Expansion will centre on cities (80%) in which it is already
present given the ‘know-how attained’, while the remaining
20% of the expansion will be in cities new to the group.
We are uncertain about China’s turnaround in SSSG,
given that the key issue stems from an increased
competitive landscape. We believe China’s 3Q SSSG
growth would remain flat, at best, and any recovery will be
gradual.
Hence, we have assumed a contraction of 2% in SSSG for
FY13F and a mild rebound to +1% for FY14F.
Product differentiation and merchandising mix. PRG is
focus on improving the merchandising mix based on
individual cities’ preferences to circumvent the slowdown in
SSSG.
Online shopping presence. PRG started e-commerce in
November 2012 for goods sold at Parkson, to mitigate the
rising popularity of online retailers. Response has been
rather slow as shoppers are unaware of this service.
Therefore, PRG will be actively promoting the e-commerce
site in the next 1-2 years.
Higher self-owned property ratio. Apart from just
expanding via new outlets, PRG aims at a higher ratio of
self-owned properties, underpinned by stable recurring
income. PHB targets to own 1 mall for every 4 malls
operated.
PRG will continue to be on a lookout for third-party stores
or properties for acquisition and greenfield malls.
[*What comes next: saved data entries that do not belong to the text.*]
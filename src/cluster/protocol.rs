use std::io::{BufRead, Write};
use std::path::PathBuf;

use anyhow::Context as _;
use ndarray::Array2;

use crate::foundation::error::{ErrorKind, TimelapseError, TimelapseResult};
use crate::pipeline::frame::{Frame, FrameStages};
use crate::stages::normalization::Normalization;
use crate::stages::projection::Projection;

/// One frame node, as sent to a worker on a single JSON line.
#[derive(Clone, Debug, PartialEq, serde::Serialize, serde::Deserialize)]
pub struct FrameRequest {
    /// Source location; must resolve to the same data on the worker.
    pub source: PathBuf,
    pub scene: usize,
    pub channel: usize,
    pub time: usize,
    pub projection: Projection,
    pub normalization: Normalization,
    /// Transient read retries the worker applies.
    pub retries: u32,
}

impl FrameRequest {
    pub fn stages(&self) -> FrameStages {
        FrameStages {
            projection: self.projection,
            normalization: self.normalization,
            chunk_read_retries: self.retries,
        }
    }
}

/// JSON line preceding a response. A successful header is followed by `height * width`
/// raw bytes in row-major order.
#[derive(Clone, Debug, PartialEq, serde::Serialize, serde::Deserialize)]
pub struct ResponseHeader {
    pub ok: bool,
    #[serde(default, skip_serializing_if = "Option::is_none")]
    pub time: Option<usize>,
    #[serde(default, skip_serializing_if = "Option::is_none")]
    pub height: Option<usize>,
    #[serde(default, skip_serializing_if = "Option::is_none")]
    pub width: Option<usize>,
    #[serde(default, skip_serializing_if = "Option::is_none")]
    pub kind: Option<ErrorKind>,
    #[serde(default, skip_serializing_if = "Option::is_none")]
    pub message: Option<String>,
}

impl ResponseHeader {
    pub fn frame(frame: &Frame) -> Self {
        let (height, width) = frame.shape();
        Self {
            ok: true,
            time: Some(frame.time),
            height: Some(height),
            width: Some(width),
            kind: None,
            message: None,
        }
    }

    pub fn error(err: &TimelapseError) -> Self {
        Self {
            ok: false,
            time: None,
            height: None,
            width: None,
            kind: Some(err.kind()),
            message: Some(err.detail()),
        }
    }
}

fn write_line<T: serde::Serialize>(w: &mut impl Write, value: &T) -> TimelapseResult<()> {
    serde_json::to_writer(&mut *w, value).context("serialize protocol message")?;
    w.write_all(b"\n").context("write protocol message")?;
    Ok(())
}

/// Read one JSON line; `None` at end of stream.
fn read_line<T: serde::de::DeserializeOwned>(r: &mut impl BufRead) -> TimelapseResult<Option<T>> {
    let mut line = String::new();
    let n = r.read_line(&mut line).context("read protocol message")?;
    if n == 0 {
        return Ok(None);
    }
    let value = serde_json::from_str(line.trim_end())
        .with_context(|| format!("malformed protocol message: {}", line.trim_end()))?;
    Ok(Some(value))
}

pub fn write_request(w: &mut impl Write, req: &FrameRequest) -> TimelapseResult<()> {
    write_line(w, req)?;
    w.flush().context("flush request")?;
    Ok(())
}

pub fn read_request(r: &mut impl BufRead) -> TimelapseResult<Option<FrameRequest>> {
    read_line(r)
}

/// Write a frame response (header + pixels).
pub fn write_frame(w: &mut impl Write, frame: &Frame) -> TimelapseResult<()> {
    write_line(w, &ResponseHeader::frame(frame))?;
    match frame.pixels.as_slice() {
        Some(bytes) => w.write_all(bytes),
        None => w.write_all(&frame.pixels.iter().copied().collect::<Vec<u8>>()),
    }
    .context("write frame pixels")?;
    w.flush().context("flush frame response")?;
    Ok(())
}

pub fn write_error(w: &mut impl Write, err: &TimelapseError) -> TimelapseResult<()> {
    write_line(w, &ResponseHeader::error(err))?;
    w.flush().context("flush error response")?;
    Ok(())
}

/// Read one response for `req`.
///
/// The outer result carries transport failures; the inner one is the node's own outcome as
/// reported by the worker.
pub fn read_response(
    r: &mut impl BufRead,
    req: &FrameRequest,
) -> TimelapseResult<TimelapseResult<Frame>> {
    let header: ResponseHeader = read_line(r)?.ok_or_else(|| {
        TimelapseError::Other(anyhow::anyhow!("worker closed the connection"))
    })?;

    if !header.ok {
        let kind = header.kind.unwrap_or(ErrorKind::Other);
        let message = header.message.unwrap_or_default();
        let err = match kind {
            ErrorKind::ChunkRead => TimelapseError::chunk_read(req.scene, req.time, message),
            other => TimelapseError::from_kind(other, message),
        };
        return Ok(Err(err));
    }

    let (Some(time), Some(height), Some(width)) = (header.time, header.height, header.width)
    else {
        return Err(TimelapseError::Other(anyhow::anyhow!(
            "frame response header is missing time/height/width"
        )));
    };
    if time != req.time {
        return Err(TimelapseError::Other(anyhow::anyhow!(
            "worker answered time {time} for a request of time {}",
            req.time
        )));
    }
    let len = height
        .checked_mul(width)
        .context("frame response size overflows")?;
    let mut buf = vec![0u8; len];
    r.read_exact(&mut buf).context("read frame pixels")?;
    let pixels = Array2::from_shape_vec((height, width), buf)
        .map_err(|e| TimelapseError::invalid_shape(e.to_string()))?;
    Ok(Ok(Frame::new(req.scene, req.channel, time, pixels)))
}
The Qingdao acquisition last year for a site to build a
shopping mall will be ready in 2-3 years’ time.
PARKSON RETAIL ASIA’S (PRA) CONTINUOUS
EXPANSION IN SOUTHEAST ASIA
PRA’s expansion strategy in Southeast Asia is through
physical store openings, which are facilitated by
partnerships with property developers or the acquisition of
existing retail businesses.
Besides having 39 stores in Malaysia, PRA is present in
Vietnam, Indonesia (via Parkson/Centro) and Sri Lanka
(via Odel) with 8, 9 and 17 stores, respectively.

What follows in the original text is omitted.